Por La Voz de los Trabajadores
Cada año, el 15 de mayo, los palestinos, tanto en su país como en la diáspora, conmemoran la Nakba o “catástrofe” en árabe. Este día es la conmemoración anual de la disolución del Mandato Británico de Palestina y la fundación del etnoestado sionista colono de Israel. Fue en este día cuando comenzó la limpieza étnica de los palestinos de su tierra y la cifra de víctimas solo ha crecido con el paso del tiempo a medida que Israel se expande e invade el poco territorio que les queda a los palestinos por medio de colonos judíos respaldados por extremistas del gobierno israelí como la ministra del Interior Ayelet Shaked (que apareció, sin ironía, en un anuncio de campaña con un perfume de “fascismo” y que ha comentado en twitter que deberían “matar a todos los palestinos”). Esta descarada confiscación de hogares palestinos está obligando a más y más palestinos a abandonar las tierras que han pertenecido a sus familias por generaciones.

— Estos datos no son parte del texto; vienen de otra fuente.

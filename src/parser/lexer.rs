//! Logos-based lexer for transcoded `.msg` text
//!
//! Fast tokenization using the logos crate. Newlines are significant (they end
//! statements), and the `<INDENT>` / `<DEDENT>` markers written by the
//! transcoder lex as dedicated tokens.

use super::syntax_kind::SyntaxKind;
use logos::Logos;
use rowan::TextSize;

/// A token with its kind, text, and position
#[derive(Debug, Clone, PartialEq, Eq)]
pub struct Token<'a> {
    pub kind: SyntaxKind,
    pub text: &'a str,
    pub offset: TextSize,
}

impl Token<'_> {
    /// Offset one past the last byte of this token.
    pub fn end(&self) -> TextSize {
        self.offset + TextSize::of(self.text)
    }
}

/// Lexer wrapping the logos-generated tokenizer
pub struct Lexer<'a> {
    inner: logos::Lexer<'a, LogosToken>,
    offset: u32,
}

impl<'a> Lexer<'a> {
    pub fn new(input: &'a str) -> Self {
        Self {
            inner: LogosToken::lexer(input),
            offset: 0,
        }
    }
}

impl<'a> Iterator for Lexer<'a> {
    type Item = Token<'a>;

    fn next(&mut self) -> Option<Self::Item> {
        let logos_token = self.inner.next()?;
        let text = self.inner.slice();
        let offset = TextSize::new(self.offset);
        self.offset += text.len() as u32;

        let kind = match logos_token {
            Ok(t) => t.into(),
            Err(()) => SyntaxKind::ERROR,
        };

        Some(Token { kind, text, offset })
    }
}

/// Tokenize an entire string into a Vec
pub fn tokenize(input: &str) -> Vec<Token<'_>> {
    Lexer::new(input).collect()
}

/// Logos token enum - maps to SyntaxKind
#[derive(Logos, Debug, Clone, Copy, PartialEq)]
pub enum LogosToken {
    // =========================================================================
    // TRIVIA
    // =========================================================================
    #[regex(r"[ \t\r]+")]
    Whitespace,

    #[regex(r"//[^\n]*")]
    LineComment,

    #[regex(r"/\*([^*]|\*+[^*/])*\*+/")]
    BlockComment,

    // =========================================================================
    // LINE STRUCTURE
    // =========================================================================
    #[token("\n")]
    Newline,

    #[token("<INDENT>")]
    Indent,

    #[token("<DEDENT>")]
    Dedent,

    // =========================================================================
    // LITERALS
    // =========================================================================
    #[regex(r"[a-zA-Z_][a-zA-Z0-9_]*")]
    Ident,

    #[regex(r"-?[0-9]+")]
    Integer,

    #[regex(r"-?[0-9]+\.[0-9]+([eE][+-]?[0-9]+)?")]
    #[regex(r"-?[0-9]+[eE][+-]?[0-9]+")]
    Float,

    #[regex(r#""([^"\\\n]|\\.)*""#)]
    #[regex(r#"'([^'\\\n]|\\.)*'"#)]
    String,

    #[regex(r#""""([^"]|"[^"]|""[^"])*""""#)]
    TripleString,

    // =========================================================================
    // PUNCTUATION
    // =========================================================================
    #[token("::")]
    ColonColon,

    #[token(":")]
    Colon,

    #[token("=")]
    Eq,

    #[token(",")]
    Comma,

    #[token("<")]
    Lt,

    #[token(">")]
    Gt,

    #[token("?")]
    Question,

    #[token("@")]
    At,

    #[token("(")]
    LParen,

    #[token(")")]
    RParen,

    #[token("[")]
    LBracket,

    #[token("]")]
    RBracket,

    #[token("/")]
    Slash,

    #[token(".")]
    Dot,

    // =========================================================================
    // KEYWORDS
    // =========================================================================
    #[token("import")]
    Import,
    #[token("using")]
    Using,
    #[token("namespace")]
    Namespace,
    #[token("const")]
    Const,
    #[token("struct")]
    Struct,
    #[token("interface")]
    Interface,
    #[token("enum")]
    Enum,
    #[token("optional")]
    Optional,
    #[token("true")]
    True,
    #[token("false")]
    False,
    #[token("array")]
    Array,
    #[token("matrix")]
    Matrix,
    #[token("tensor")]
    Tensor,
    #[token("max")]
    Max,

    // =========================================================================
    // PRIMITIVE TYPES
    // =========================================================================
    #[token("bool")]
    Bool,
    #[token("int8")]
    Int8,
    #[token("int16")]
    Int16,
    #[token("int32")]
    Int32,
    #[token("int64")]
    Int64,
    #[token("uint8")]
    Uint8,
    #[token("uint16")]
    Uint16,
    #[token("uint32")]
    Uint32,
    #[token("uint64")]
    Uint64,
    #[token("float32")]
    Float32,
    #[token("float64")]
    Float64,
    #[token("string")]
    StringType,
    #[token("bytes")]
    Bytes,
}

impl From<LogosToken> for SyntaxKind {
    fn from(token: LogosToken) -> Self {
        use LogosToken::*;
        match token {
            // Trivia
            Whitespace => SyntaxKind::WHITESPACE,
            LineComment => SyntaxKind::LINE_COMMENT,
            BlockComment => SyntaxKind::BLOCK_COMMENT,

            // Line structure
            Newline => SyntaxKind::NEWLINE,
            Indent => SyntaxKind::INDENT,
            Dedent => SyntaxKind::DEDENT,

            // Literals
            Ident => SyntaxKind::IDENT,
            Integer => SyntaxKind::INTEGER,
            Float => SyntaxKind::FLOAT,
            String => SyntaxKind::STRING,
            TripleString => SyntaxKind::TRIPLE_STRING,

            // Punctuation
            ColonColon => SyntaxKind::COLON_COLON,
            Colon => SyntaxKind::COLON,
            Eq => SyntaxKind::EQ,
            Comma => SyntaxKind::COMMA,
            Lt => SyntaxKind::LT,
            Gt => SyntaxKind::GT,
            Question => SyntaxKind::QUESTION,
            At => SyntaxKind::AT,
            LParen => SyntaxKind::L_PAREN,
            RParen => SyntaxKind::R_PAREN,
            LBracket => SyntaxKind::L_BRACKET,
            RBracket => SyntaxKind::R_BRACKET,
            Slash => SyntaxKind::SLASH,
            Dot => SyntaxKind::DOT,

            // Keywords
            Import => SyntaxKind::IMPORT_KW,
            Using => SyntaxKind::USING_KW,
            Namespace => SyntaxKind::NAMESPACE_KW,
            Const => SyntaxKind::CONST_KW,
            Struct => SyntaxKind::STRUCT_KW,
            Interface => SyntaxKind::INTERFACE_KW,
            Enum => SyntaxKind::ENUM_KW,
            Optional => SyntaxKind::OPTIONAL_KW,
            True => SyntaxKind::TRUE_KW,
            False => SyntaxKind::FALSE_KW,
            Array => SyntaxKind::ARRAY_KW,
            Matrix => SyntaxKind::MATRIX_KW,
            Tensor => SyntaxKind::TENSOR_KW,
            Max => SyntaxKind::MAX_KW,

            // Primitive types
            Bool => SyntaxKind::BOOL_KW,
            Int8 => SyntaxKind::INT8_KW,
            Int16 => SyntaxKind::INT16_KW,
            Int32 => SyntaxKind::INT32_KW,
            Int64 => SyntaxKind::INT64_KW,
            Uint8 => SyntaxKind::UINT8_KW,
            Uint16 => SyntaxKind::UINT16_KW,
            Uint32 => SyntaxKind::UINT32_KW,
            Uint64 => SyntaxKind::UINT64_KW,
            Float32 => SyntaxKind::FLOAT32_KW,
            Float64 => SyntaxKind::FLOAT64_KW,
            StringType => SyntaxKind::STRING_KW,
            Bytes => SyntaxKind::BYTES_KW,
        }
    }
}
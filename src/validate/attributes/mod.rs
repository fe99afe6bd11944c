//! Schema-driven attribute checks.
//!
//! Schemas are loaded into a [`SchemaRegistry`]; an [`AttributeValidator`]
//! checks the attributes of fields, structs, and enums against the schemas
//! enabled in [`AttributeConfig`](crate::config::AttributeConfig).

mod registry;
mod schema;
mod validator;

pub use registry::SchemaRegistry;
pub use schema::{
    AttributeSchema, AttributeScope, AttributeSpec, Bound, Constraints, Pattern, SchemaError,
    TypeSpec, ValueType,
};
pub use validator::AttributeValidator;
//! Offset to line/column conversion.

pub use text_size::{TextRange, TextSize};

/// A 0-based line/column pair within a text buffer.
#[derive(Debug, Clone, Copy, PartialEq, Eq, PartialOrd, Ord, Hash)]
pub struct LineCol {
    pub line: u32,
    pub col: u32,
}

/// Maps byte offsets to line/column pairs.
///
/// Built once per text buffer; lookups are a binary search over line starts.
#[derive(Debug, Clone, PartialEq, Eq)]
pub struct LineIndex {
    line_starts: Vec<TextSize>,
    len: TextSize,
}

impl LineIndex {
    pub fn new(text: &str) -> Self {
        let mut line_starts = vec![TextSize::new(0)];
        for (offset, byte) in text.bytes().enumerate() {
            if byte == b'\n' {
                line_starts.push(TextSize::new(offset as u32 + 1));
            }
        }
        Self {
            line_starts,
            len: TextSize::of(text),
        }
    }

    /// Convert an offset into a line/column pair. Offsets past the end clamp
    /// to the end of the buffer.
    pub fn line_col(&self, offset: TextSize) -> LineCol {
        let offset = offset.min(self.len);
        let line = match self.line_starts.binary_search(&offset) {
            Ok(line) => line,
            Err(next) => next - 1,
        };
        let col = offset - self.line_starts[line];
        LineCol {
            line: line as u32,
            col: col.into(),
        }
    }

    /// Number of lines in the buffer (a trailing newline starts a new, empty line).
    pub fn line_count(&self) -> usize {
        self.line_starts.len()
    }
}
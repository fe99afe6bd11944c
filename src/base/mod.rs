//! Foundation types for the lumos toolchain.
//!
//! This module provides fundamental types used throughout the front end:
//! - [`TextRange`], [`TextSize`] - Source positions (byte offsets)
//! - [`LineCol`], [`LineIndex`] - Line/column conversion
//! - [`Position`] - 1-based line/column positions reported to users
//! - [`PrimitiveType`], [`CollectionKind`] - Built-in type vocabulary
//! - [`parse_integer_saturating`] - Integer literals that never fail on overflow
//! - Domain constants (file extension)
//!
//! This module has NO dependencies on other lumos modules.

pub mod constants;
mod line_index;
mod position;
mod types;

pub use line_index::{LineCol, LineIndex, TextRange, TextSize};
pub use position::Position;
pub use types::{parse_integer_saturating, saturate_i64, CollectionKind, PrimitiveType};

// Re-export text-size types for convenience
pub use text_size;
//! Domain constants shared across the front end.

/// File extension of IDL source files (without the dot).
pub const MSG_EXTENSION: &str = "msg";

/// Default enum storage type when none is declared.
pub const DEFAULT_ENUM_STORAGE: &str = "int32";

/// Largest field number accepted by default (29-bit unsigned ceiling).
pub const DEFAULT_MAX_FIELD_NUMBER: i64 = 536_870_911;

/// Default tab width used by the indentation transcoder.
pub const DEFAULT_TAB_SIZE: usize = 4;
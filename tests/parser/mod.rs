//! Parser layer tests
//!
//! Tests for the indentation transcoder and the rowan parser:
//! - Marker balance and idempotence
//! - Verbatim handling of multi-line strings
//! - Typed AST access over parsed sources

pub mod tests_ast;
pub mod tests_transcoder;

La partición de Palestina por parte de la ONU otorgó el 54% de la tierra cultivable de Palestina al movimiento sionista. De las 475 aldeas y pueblos palestinos existentes en 1948, 385 fueron destruidos. El ejército y las milicias sionistas expulsaron a 780.000 palestinos del país y se apoderaron del 75% de Palestina. Los palestinos que permanecieron en el Estado de Israel, cuales el gobierno israelí denomina como “árabes israelíes”, son tratados como ciudadanos de segunda clase.
El día de la Nakba es también un día para recordar la resistencia palestina a pesar de todos los obstáculos y opresiones en su contra. En este día también se recuerda y conmemora la Primera Intifada que comenzó en Palestina hace 35 años, en 1987. Los orígenes de la Intifada tienen sus profundas raíces en los boicots masivos, las huelgas y la resistencia no violenta contra el Estado israelí en su cruel maltrato a los palestinos durante décadas. Fue a partir de este acto de resistencia que la lucha palestina por la autodeterminación, la igualdad y la liberación de la opresión se aglutinó. Como marxistas, admiramos y valoramos cualquier movimiento que tenga sus raíces en la clase obrera, y la Primera Intifada no fue ninguna excepción.
También recordamos la Segunda Intifada de 2000-2004, cuando miles de jóvenes palestinos resistieron a la ocupación de Palestina. La Segunda Intifada fue testigo de la masacre de civiles por parte de las FDI en el campo de refugiados de Jenin y de la represión masiva contra el pueblo palestino, incluyendo la detención de miles de personas sin juicio.
Ahora la Intifada debe retomar su bandera de lucha en respuesta a los recientes acontecimientos en Cisjordania y la ciudad de Jerusalén. En el último año, se ha producido una importante escalada en el este de Jerusalén, en el barrio de Sheikh Jarrah, con el desalojo de innumerables familias de sus hogares para hacer sitio a colonos judíos, muchos de los cuales son de Estados Unidos. A esto se suman los continuos ataques contra los palestinos que rezan en la mezquita de Al-Aqsa durante todo el mes de Ramadán. Al-Aqsa ha sido por mucho tiempo un símbolo de resistencia contra la ocupación israelí, y por eso la policía ha enfocado sus esfuerzos allí, en un intento de asustar e intimidar al pueblo palestino.
Sin embargo, el flagrante desprecio por los derechos de los palestinos ha alcanzado un nuevo nivel con el asesinato, el 11 de mayo, de la periodista palestina Shireen Abu Aqleh, que fue asesinada por un francotirador de las FDI mientras cubría una redada en Yenín. Llevaba ropa que indicaba claramente su condición de miembro de la prensa. Al día siguiente, miles de personas participaron en su procesión fúnebre en Ramallah. Nos unimos a los defensores de los derechos humanos palestinos de todo el mundo para pedir justicia para Shireen. Su asesinato es un ejemplo más de la brutalidad de la ocupación israelí. Israel ha intentado culpar a los militantes palestinos de su muerte, pero se ha demostrado que esto es falso, ya que las pruebas apuntan a un atentado organizado por las FDI. Poco dispuestas a conceder a los palestinos el más mínimo respiro, las fuerzas israelíes siguen acosando y agrediendo físicamente a la familia de Abu Aqleh y a otros dolientes durante los desfiles funerarios.
¡Palestina libre! ¡Por una Palestina democrática y laica con igualdad de derechos para todos!
¡Levanten el asedio a Gaza!
¡Acabar con la construcción de asentamientos ilegales y devolver las tierras robadas al pueblo palestino!
¡Fin de la ayuda de EE.UU. a Israel!
¡Viva la intifada!
¡Fin del apartheid israelí! ¡No al colonialismo de los colonos en todas partes!